§ TASK OBJECTIVE: Where the word "Serialize" appears in a line of the entries below, count that line and give the total alone.

[Stored data entries]
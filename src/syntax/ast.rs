//! AST types for the Art language.
//!
//! Nodes form a closed tagged union, built bottom-up by the grammar and
//! owned exclusively by the tree that contains them. Every node carries the
//! span of the source text that produced it.

use serde::Serialize;

use crate::diagnostics::Span;

/// Wrapper carrying source span information with any value.
#[derive(Debug, Clone, PartialEq, Serialize)]
pub struct WithSpan<T> {
    pub value: T,
    pub span: Span,
}

impl<T> WithSpan<T> {
    pub fn new(value: T, span: Span) -> Self {
        Self { value, span }
    }
}

/// Canonical AST node type.
pub type AstNode = WithSpan<Expr>;

/// Arithmetic operator symbols.
#[derive(Debug, Clone, Copy, PartialEq, Eq, Serialize)]
pub enum BinOp {
    Add,
    Sub,
    Mul,
    Div,
}

impl BinOp {
    pub fn symbol(&self) -> &'static str {
        match self {
            BinOp::Add => "+",
            BinOp::Sub => "-",
            BinOp::Mul => "*",
            BinOp::Div => "/",
        }
    }

    pub fn from_symbol(symbol: &str) -> Option<Self> {
        match symbol {
            "+" => Some(BinOp::Add),
            "-" => Some(BinOp::Sub),
            "*" => Some(BinOp::Mul),
            "/" => Some(BinOp::Div),
            _ => None,
        }
    }
}

/// The closed union of Art AST node kinds.
#[derive(Debug, Clone, PartialEq, Serialize)]
pub enum Expr {
    /// Single-quoted string literal content (no escape processing).
    Str(String),
    Number(f64),
    /// A variable reference, or the name at a binding site.
    Name(String),
    Operator(BinOp),
    /// Wrapper produced by the `value` production.
    Value(Box<AstNode>),
    /// Strictly binary operation; chains are nested left-associatively by
    /// the grammar, with no precedence.
    Operation {
        left: Box<AstNode>,
        op: Box<AstNode>,
        right: Box<AstNode>,
    },
    /// User-defined value mapper: ordered parameter names and an operation
    /// body.
    Mapper {
        params: Vec<AstNode>,
        body: Box<AstNode>,
    },
    Attribute {
        name: String,
        value: Box<AstNode>,
    },
    /// Ordered attribute nodes; duplicate names later in the list override
    /// earlier ones at resolution time.
    AttributeList(Vec<AstNode>),
    /// Ordered command nodes.
    Block(Vec<AstNode>),
    Object {
        name: Box<AstNode>,
        attributes: Box<AstNode>,
        block: Box<AstNode>,
    },
    Command {
        name: String,
        args: Box<AstNode>,
    },
    /// Command-specific positional argument payload.
    Args(Vec<AstNode>),
}

impl Expr {
    /// The tag name of this node kind, for diagnostics.
    pub fn kind_name(&self) -> &'static str {
        match self {
            Expr::Str(_) => "string",
            Expr::Number(_) => "number",
            Expr::Name(_) => "var-name",
            Expr::Operator(_) => "operator",
            Expr::Value(_) => "value",
            Expr::Operation { .. } => "operation",
            Expr::Mapper { .. } => "mapper",
            Expr::Attribute { .. } => "attribute",
            Expr::AttributeList(_) => "attribute-list",
            Expr::Block(_) => "block",
            Expr::Object { .. } => "object",
            Expr::Command { .. } => "command",
            Expr::Args(_) => "args",
        }
    }

    /// Source-shaped rendering, for debugging and test assertions.
    pub fn pretty(&self) -> String {
        match self {
            Expr::Str(s) => format!("'{s}'"),
            Expr::Number(n) => n.to_string(),
            Expr::Name(n) => n.clone(),
            Expr::Operator(op) => op.symbol().to_string(),
            Expr::Value(inner) => inner.value.pretty(),
            Expr::Operation { left, op, right } => format!(
                "({} {} {})",
                left.value.pretty(),
                op.value.pretty(),
                right.value.pretty()
            ),
            Expr::Mapper { params, body } => {
                let params = params
                    .iter()
                    .map(|p| p.value.pretty())
                    .collect::<Vec<_>>()
                    .join(", ");
                format!("({params}) => {}", body.value.pretty())
            }
            Expr::Attribute { name, value } => format!("{name}: {}", value.value.pretty()),
            Expr::AttributeList(attrs) => {
                let attrs = attrs
                    .iter()
                    .map(|a| a.value.pretty())
                    .collect::<Vec<_>>()
                    .join(", ");
                format!("({attrs})")
            }
            Expr::Block(commands) => {
                let commands = commands
                    .iter()
                    .map(|c| c.value.pretty())
                    .collect::<Vec<_>>()
                    .join(" ");
                format!("{{ {commands} }}")
            }
            Expr::Object {
                name,
                attributes,
                block,
            } => format!(
                "{}{}{}",
                name.value.pretty(),
                attributes.value.pretty(),
                block.value.pretty()
            ),
            Expr::Command { name, args } => format!("{name} {}", args.value.pretty()),
            Expr::Args(items) => items
                .iter()
                .map(|a| a.value.pretty())
                .collect::<Vec<_>>()
                .join(" "),
        }
    }
}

§ YOUR RESPONSE: 4